Consider any sequence of such $\alpha > 0$ and $^{\alpha +}A$ such that $\alpha$ approaches $0$ from the right. Thus, here I am wanting to have $\lim_{\alpha \rightarrow 0^{+}} .^{\alpha +}A$.
Since in the limiting case, we can have $\lim_{\alpha \rightarrow 0^{+}} \alpha \ge 0$. So, we have,
$$\lim_{\alpha \rightarrow 0^{+}} .^{\alpha +}A = \lim_{\alpha \rightarrow 0^{+}} \left\lbrace x \in \mathbb{R} | A(x) > \alpha \right\rbrace = \left\lbrace x \in \mathbb{R} | A(x) > \lim_{\alpha \rightarrow 0^{+}} \alpha \ge 0 \right\rbrace$$
$$= \left\lbrace x \in \mathbb{R} | A(x) > 0 \right\rbrace = ^{0+}A$$
Now, since each of the alpha cuts were closed intervals, they were bounded and so were strong cuts $^{\alpha +}A$. Therefore, for the limiting case as well, $^{0+}A$ is also bounded (from the fact that all strong alpha cuts are subsets of alpha cuts).
Thus, $3$ implies $1$.
Therefore, from the line of thought that I have, we only need to prove that all the alpha cuts of a fuzzy set are closed interval to prove that the fuzzy set is a fuzzy number.

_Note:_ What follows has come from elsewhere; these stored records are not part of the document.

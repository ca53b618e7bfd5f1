//! Endpoint Configuration
//!
//! Parses human-edited endpoint configuration (a bare URL or a JSON map of
//! per-category URLs) into a canonical form, and serializes it back
//! deterministically for persistence.

use crate::endpoint::EndpointKey;
use crate::error::{ResolverError, Result};
use serde_json::{Map, Value};
use std::collections::{BTreeMap, HashMap};
use std::str::FromStr;
use tracing::{debug, warn};

/// Raw endpoint input, classified by shape before parsing
#[derive(Debug, Clone, PartialEq)]
pub enum RawEndpointInput {
    /// Bare URL shorthand for the `openai` endpoint (possibly blank)
    Scalar(String),

    /// JSON object of category -> URL, in input order
    JsonObject(Map<String, Value>),

    /// Input that looked like a JSON object but failed to parse
    Invalid(String),
}

impl RawEndpointInput {
    /// Classify raw text by its leading character
    pub fn classify(raw: &str) -> Self {
        let trimmed = raw.trim();

        if !trimmed.starts_with('{') {
            return RawEndpointInput::Scalar(trimmed.to_string());
        }

        match serde_json::from_str::<Map<String, Value>>(trimmed) {
            Ok(map) => RawEndpointInput::JsonObject(map),
            Err(e) => RawEndpointInput::Invalid(e.to_string()),
        }
    }
}

/// Canonical endpoint configuration: category -> URL, always in canonical order
#[derive(Debug, Clone, Default, PartialEq, Eq)]
pub struct EndpointConfig(BTreeMap<EndpointKey, String>);

impl EndpointConfig {
    /// Create an empty configuration
    pub fn new() -> Self {
        Self::default()
    }

    /// Parse raw text, failing soft.
    ///
    /// Invalid JSON yields an empty config together with the parse error, so
    /// callers can keep showing the raw text while holding on to their last
    /// good canonical form.
    pub fn parse(raw: &str) -> (Self, Option<ResolverError>) {
        match RawEndpointInput::classify(raw) {
            RawEndpointInput::Scalar(url) => {
                let mut config = Self::new();
                config.insert(EndpointKey::OpenAi, &url);
                (config, None)
            }
            RawEndpointInput::JsonObject(map) => (Self::from_json_map(map), None),
            RawEndpointInput::Invalid(msg) => (Self::new(), Some(ResolverError::Parse(msg))),
        }
    }

    fn from_json_map(map: Map<String, Value>) -> Self {
        let mut config = Self::new();
        let mut sources: HashMap<EndpointKey, String> = HashMap::new();

        for (raw_key, value) in map {
            let Some(key) = EndpointKey::canonicalize(&raw_key) else {
                debug!(key = %raw_key, "dropping unknown endpoint category");
                continue;
            };

            let url = match value {
                Value::String(s) if !s.trim().is_empty() => s,
                other => {
                    debug!(key = %raw_key, value = %other, "dropping non-string or empty endpoint value");
                    continue;
                }
            };

            if let Some(previous) = sources.insert(key, raw_key.clone()) {
                warn!(
                    category = %key,
                    previous = %previous,
                    current = %raw_key,
                    "endpoint aliases collide, keeping the later one"
                );
            }

            config.insert(key, &url);
        }

        config
    }

    /// Serialize to the canonical persisted form.
    ///
    /// A config holding only an `openai` URL collapses to the bare URL, unless
    /// that URL starts with `{` and would read back as JSON.
    pub fn serialize(&self) -> String {
        if self.0.is_empty() {
            return String::new();
        }

        if self.0.len() == 1 {
            if let Some(url) = self.0.get(&EndpointKey::OpenAi) {
                if !url.starts_with('{') {
                    return url.clone();
                }
            }
        }

        // A map of plain strings keyed by unit variants cannot fail to serialize
        serde_json::to_string_pretty(&self.0).unwrap_or_default()
    }

    /// Require a `default` or `openai` endpoint
    pub fn validate(&self) -> Result<()> {
        if self.0.contains_key(&EndpointKey::Default) || self.0.contains_key(&EndpointKey::OpenAi) {
            Ok(())
        } else {
            Err(ResolverError::Validation(
                "either a 'default' or an 'openai' endpoint must be configured".to_string(),
            ))
        }
    }

    /// Get the URL for a category
    pub fn get(&self, key: EndpointKey) -> Option<&str> {
        self.0.get(&key).map(String::as_str)
    }

    /// Set the URL for a category; blank URLs are ignored
    pub fn insert(&mut self, key: EndpointKey, url: &str) -> bool {
        let url = url.trim();
        if url.is_empty() {
            return false;
        }
        self.0.insert(key, url.to_string());
        true
    }

    /// Remove a category
    pub fn remove(&mut self, key: EndpointKey) -> Option<String> {
        self.0.remove(&key)
    }

    /// Iterate entries in canonical order
    pub fn iter(&self) -> impl Iterator<Item = (EndpointKey, &str)> {
        self.0.iter().map(|(k, v)| (*k, v.as_str()))
    }

    pub fn len(&self) -> usize {
        self.0.len()
    }

    pub fn is_empty(&self) -> bool {
        self.0.is_empty()
    }
}

impl FromStr for EndpointConfig {
    type Err = ResolverError;

    /// Strict parse: invalid JSON is an error rather than an empty config
    fn from_str(raw: &str) -> Result<Self> {
        match Self::parse(raw) {
            (_, Some(err)) => Err(err),
            (config, None) => Ok(config),
        }
    }
}

/// Editor state for endpoint configuration text.
///
/// Keeps the user's raw text separate from the last canonical config that
/// parsed successfully.
#[derive(Debug, Clone, Default)]
pub struct EndpointDraft {
    raw: String,
    canonical: EndpointConfig,
    error: Option<ResolverError>,
}

impl EndpointDraft {
    /// Start a draft from stored or typed text
    pub fn new(raw: &str) -> Self {
        let mut draft = Self::default();
        draft.update(raw);
        draft
    }

    /// Replace the raw text; the canonical form only moves on a successful parse
    pub fn update(&mut self, raw: &str) {
        self.raw = raw.to_string();

        match Self::parse_raw(raw) {
            Ok(config) => {
                self.canonical = config;
                self.error = None;
            }
            Err(err) => {
                debug!(error = %err, "keeping last valid endpoint configuration");
                self.error = Some(err);
            }
        }
    }

    fn parse_raw(raw: &str) -> Result<EndpointConfig> {
        raw.parse()
    }

    pub fn raw(&self) -> &str {
        &self.raw
    }

    pub fn canonical(&self) -> &EndpointConfig {
        &self.canonical
    }

    pub fn error(&self) -> Option<&ResolverError> {
        self.error.as_ref()
    }

    /// Canonical text to persist
    pub fn serialized(&self) -> String {
        self.canonical.serialize()
    }
}
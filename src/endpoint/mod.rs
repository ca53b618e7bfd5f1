//! Endpoint Module
//!
//! Endpoint categories, canonical endpoint configuration and URL templates.

pub mod alias;
pub mod canonical;
pub mod template;

pub use alias::EndpointKey;
pub use canonical::{EndpointConfig, EndpointDraft, RawEndpointInput};
//! Router Module
//!
//! Resolves endpoint URLs and selects credentials for outbound calls.

pub mod route;
pub mod selection;

pub use route::EndpointRoute;
pub use selection::{select, CursorStore, KeySelector, SelectionPolicy};
//! Credential Module
//!
//! Credential entries, raw input parsing and pool merging.

pub mod pool;

pub use pool::{
    CredentialEntry, CredentialPool, KeyInputMode, ParsedCredentials, RejectedEntry, UpdateMode,
};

But, I am not really getting the feel that the line of thought is right, especially in proving $3$ implies $2$. Any comments on this and a solution to my question, "whether we can just prove for the condition $2$ and prove that the fuzzy set is a fuzzy number is true or not" will be appreciated.
For condition 2 to be sufficient, it would need to imply condition 3. But surely this isn't true: suppose $A(x)=\exp(-x^2)$; then condition 2 holds but condition 3 doesn't.